Cohorting — an infection control technique where inmates potentially exposed to a virus are quarantined together — is a practice common in jails and detention centers that has been used locally by various agencies during the pandemic.

The Centers for Disease Control and Prevention acknowledges on its website that the ability to socially distance while incarcerated is “limited.”

“ The day they took him — I guess the inmates made a big fuss to the guards saying this man doesn’t look good, call the nurse over, he needs to be taken to the hospital. He said my father wasn’t getting out of bed. He was still breathing but he was weak and very short of breath,” Garcia said.

“ Finally, the nurse assessed him and said he doesn’t have a fever. My father’s cell mate said he told the nurse he didn’t have a fever either but has COVID — that it shouldn’t make a difference. That’s when they took him.”

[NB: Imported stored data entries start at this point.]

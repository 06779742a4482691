use std::sync::mpsc;
use std::thread;
use std::time::Duration;

use anyhow::Result;
use crossterm::event::{self, Event as CrosstermEvent, KeyCode, KeyEvent, KeyEventKind, KeyModifiers};

use crate::action::Action;
use crate::config::{Config, is_force_quit, normalize_key_event};
use crate::fs::Listing;

pub enum Event {
  Key(KeyEvent),
  Resize(u16, u16),
  Tick,
  DirLoaded(Listing),
}

pub struct EventLoop {
  tx: mpsc::Sender<Event>,
  rx: mpsc::Receiver<Event>,
}

impl EventLoop {
  pub fn new(tick_rate: Duration) -> Self {
    let (tx, rx) = mpsc::channel();
    let input_tx = tx.clone();

    thread::spawn(move || loop {
      if event::poll(tick_rate).unwrap_or(false) {
        match event::read() {
          Ok(CrosstermEvent::Key(key)) if key.kind == KeyEventKind::Press => {
            if input_tx.send(Event::Key(key)).is_err() {
              break;
            }
          }
          Ok(CrosstermEvent::Resize(w, h)) => {
            if input_tx.send(Event::Resize(w, h)).is_err() {
              break;
            }
          }
          _ => {}
        }
      } else if input_tx.send(Event::Tick).is_err() {
        break;
      }
    });

    Self { tx, rx }
  }

  /// Handle for background workers that feed results back into the loop.
  pub fn sender(&self) -> mpsc::Sender<Event> {
    self.tx.clone()
  }

  pub fn next(&self) -> Result<Event> {
    Ok(self.rx.recv()?)
  }
}

#[derive(Debug, Clone, Copy, PartialEq, Eq)]
pub enum InputMode {
  Normal,
  Filter,
}

pub fn map_key(key: KeyEvent, mode: InputMode, config: &Config) -> Action {
  let kb = normalize_key_event(key);
  if is_force_quit(&kb) {
    return Action::ForceQuit;
  }

  match mode {
    InputMode::Filter => {
      if let Some(action) = config.filter_keys.get(&kb) {
        return action.clone();
      }
      match key.code {
        KeyCode::Backspace => Action::FilterBackspace,
        KeyCode::Char(c) if !key.modifiers.intersects(KeyModifiers::CONTROL | KeyModifiers::ALT) => {
          Action::FilterInput(c)
        }
        _ => Action::None,
      }
    }
    InputMode::Normal => config.normal_keys.get(&kb).cloned().unwrap_or(Action::None),
  }
}

#[cfg(test)]
mod tests {
  use super::*;
  use crossterm::event::{KeyCode, KeyEvent, KeyEventKind, KeyEventState, KeyModifiers};

  fn key(code: KeyCode) -> KeyEvent {
    KeyEvent {
      code,
      modifiers: KeyModifiers::NONE,
      kind: KeyEventKind::Press,
      state: KeyEventState::NONE,
    }
  }

  fn key_with_mod(code: KeyCode, modifiers: KeyModifiers) -> KeyEvent {
    KeyEvent {
      code,
      modifiers,
      kind: KeyEventKind::Press,
      state: KeyEventState::NONE,
    }
  }

  fn cfg() -> Config {
    Config::default()
  }

  #[test]
  fn test_normal_mode_quit() {
    let c = cfg();
    assert_eq!(map_key(key(KeyCode::Char('q')), InputMode::Normal, &c), Action::Quit);
  }

  #[test]
  fn test_normal_mode_navigation() {
    let c = cfg();
    assert_eq!(map_key(key(KeyCode::Char('j')), InputMode::Normal, &c), Action::MoveDown);
    assert_eq!(map_key(key(KeyCode::Char('k')), InputMode::Normal, &c), Action::MoveUp);
    assert_eq!(map_key(key(KeyCode::Left), InputMode::Normal, &c), Action::Ascend);
    assert_eq!(map_key(key(KeyCode::Char('l')), InputMode::Normal, &c), Action::Descend);
    assert_eq!(map_key(key(KeyCode::Home), InputMode::Normal, &c), Action::GoToTop);
    assert_eq!(
      map_key(key_with_mod(KeyCode::Char('G'), KeyModifiers::SHIFT), InputMode::Normal, &c),
      Action::GoToBottom
    );
    assert_eq!(
      map_key(key_with_mod(KeyCode::Char('d'), KeyModifiers::CONTROL), InputMode::Normal, &c),
      Action::HalfPageDown
    );
  }

  #[test]
  fn test_normal_mode_selection_keys() {
    let c = cfg();
    assert_eq!(map_key(key(KeyCode::Char(' ')), InputMode::Normal, &c), Action::ToggleSelect);
    assert_eq!(map_key(key(KeyCode::Char('y')), InputMode::Normal, &c), Action::Yank);
    assert_eq!(map_key(key(KeyCode::Char('x')), InputMode::Normal, &c), Action::Cut);
    assert_eq!(map_key(key(KeyCode::Char('p')), InputMode::Normal, &c), Action::Paste);
  }

  #[test]
  fn test_unbound_key_is_none() {
    let c = cfg();
    assert_eq!(map_key(key(KeyCode::Char('z')), InputMode::Normal, &c), Action::None);
    assert_eq!(map_key(key(KeyCode::F(5)), InputMode::Filter, &c), Action::None);
  }

  #[test]
  fn test_ctrl_c_force_quits_everywhere() {
    let c = cfg();
    let ctrl_c = key_with_mod(KeyCode::Char('c'), KeyModifiers::CONTROL);
    assert_eq!(map_key(ctrl_c, InputMode::Normal, &c), Action::ForceQuit);
    assert_eq!(map_key(ctrl_c, InputMode::Filter, &c), Action::ForceQuit);
  }

  #[test]
  fn test_ctrl_c_survives_rebinding() {
    let mut c = cfg();
    let kb = crate::config::KeyBinding {
      code: KeyCode::Char('c'),
      modifiers: KeyModifiers::CONTROL,
    };
    c.normal_keys.insert(kb, Action::MoveDown);
    assert_eq!(
      map_key(key_with_mod(KeyCode::Char('c'), KeyModifiers::CONTROL), InputMode::Normal, &c),
      Action::ForceQuit
    );
  }

  #[test]
  fn test_filter_mode() {
    let c = cfg();
    assert_eq!(map_key(key(KeyCode::Char('j')), InputMode::Filter, &c), Action::FilterInput('j'));
    assert_eq!(map_key(key(KeyCode::Char('q')), InputMode::Filter, &c), Action::FilterInput('q'));
    assert_eq!(
      map_key(key_with_mod(KeyCode::Char('B'), KeyModifiers::SHIFT), InputMode::Filter, &c),
      Action::FilterInput('B')
    );
    assert_eq!(map_key(key(KeyCode::Enter), InputMode::Filter, &c), Action::FilterAccept);
    assert_eq!(map_key(key(KeyCode::Down), InputMode::Filter, &c), Action::FilterAccept);
    assert_eq!(
      map_key(key_with_mod(KeyCode::BackTab, KeyModifiers::SHIFT), InputMode::Filter, &c),
      Action::FilterAccept
    );
    assert_eq!(
      map_key(key_with_mod(KeyCode::Char('k'), KeyModifiers::CONTROL), InputMode::Filter, &c),
      Action::FilterAccept
    );
    assert_eq!(map_key(key(KeyCode::Esc), InputMode::Filter, &c), Action::FilterOff);
    assert_eq!(map_key(key(KeyCode::Backspace), InputMode::Filter, &c), Action::FilterBackspace);
  }

  #[test]
  fn test_filter_ignores_unbound_control_chars() {
    let c = cfg();
    assert_eq!(
      map_key(key_with_mod(KeyCode::Char('x'), KeyModifiers::CONTROL), InputMode::Filter, &c),
      Action::None
    );
  }

  #[test]
  fn test_custom_config_remaps_key() {
    let mut c = cfg();
    let kb = crate::config::KeyBinding {
      code: KeyCode::Char('j'),
      modifiers: KeyModifiers::NONE,
    };
    c.normal_keys.insert(kb, Action::Quit);
    assert_eq!(map_key(key(KeyCode::Char('j')), InputMode::Normal, &c), Action::Quit);
  }

  #[test]
  fn test_sender_feeds_the_loop() {
    let (tx, rx) = mpsc::channel();
    let events = EventLoop { tx, rx };
    events.sender().send(Event::Tick).unwrap();
    assert!(matches!(events.next().unwrap(), Event::Tick));
  }
}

According to Garcia, the nurse told inmates she hadn’t received requests for medical attention from Oliva in recent weeks, an allegation Oliva’s cell mate contested, telling Garcia that requests had been submitted. Any requests filed by Oliva between July 1 and July 24 have been requested from Cameron County.

Roughly three days after her father’s death, Garcia said she learned from the inmate that her father’s blanket and pillow — which were infected with COVID — had not been removed from the cell.

Garcia said Oliva’s cell mate told her, “They should have done better as far as keeping us separated, listening to us, taking every request and checking us out just in case. Because your father died and he wasn’t supposed to die. Your dad was a good man,” she recalled.

Garcia added, “My father was a very gentle man. He would give you his shirt if you needed a shirt. If you needed a coat, he would take his off and give it to you. He would never say no to anybody that was in need of money, food, anything. He loved his family. He cared for his family.”

“ These people are still loved ones. They’re human beings; they’re not animals — regardless of what they did, officials have a job to do. It was very disturbing for this gentleman to call me and tell me the conditions surrounding my father’s death.”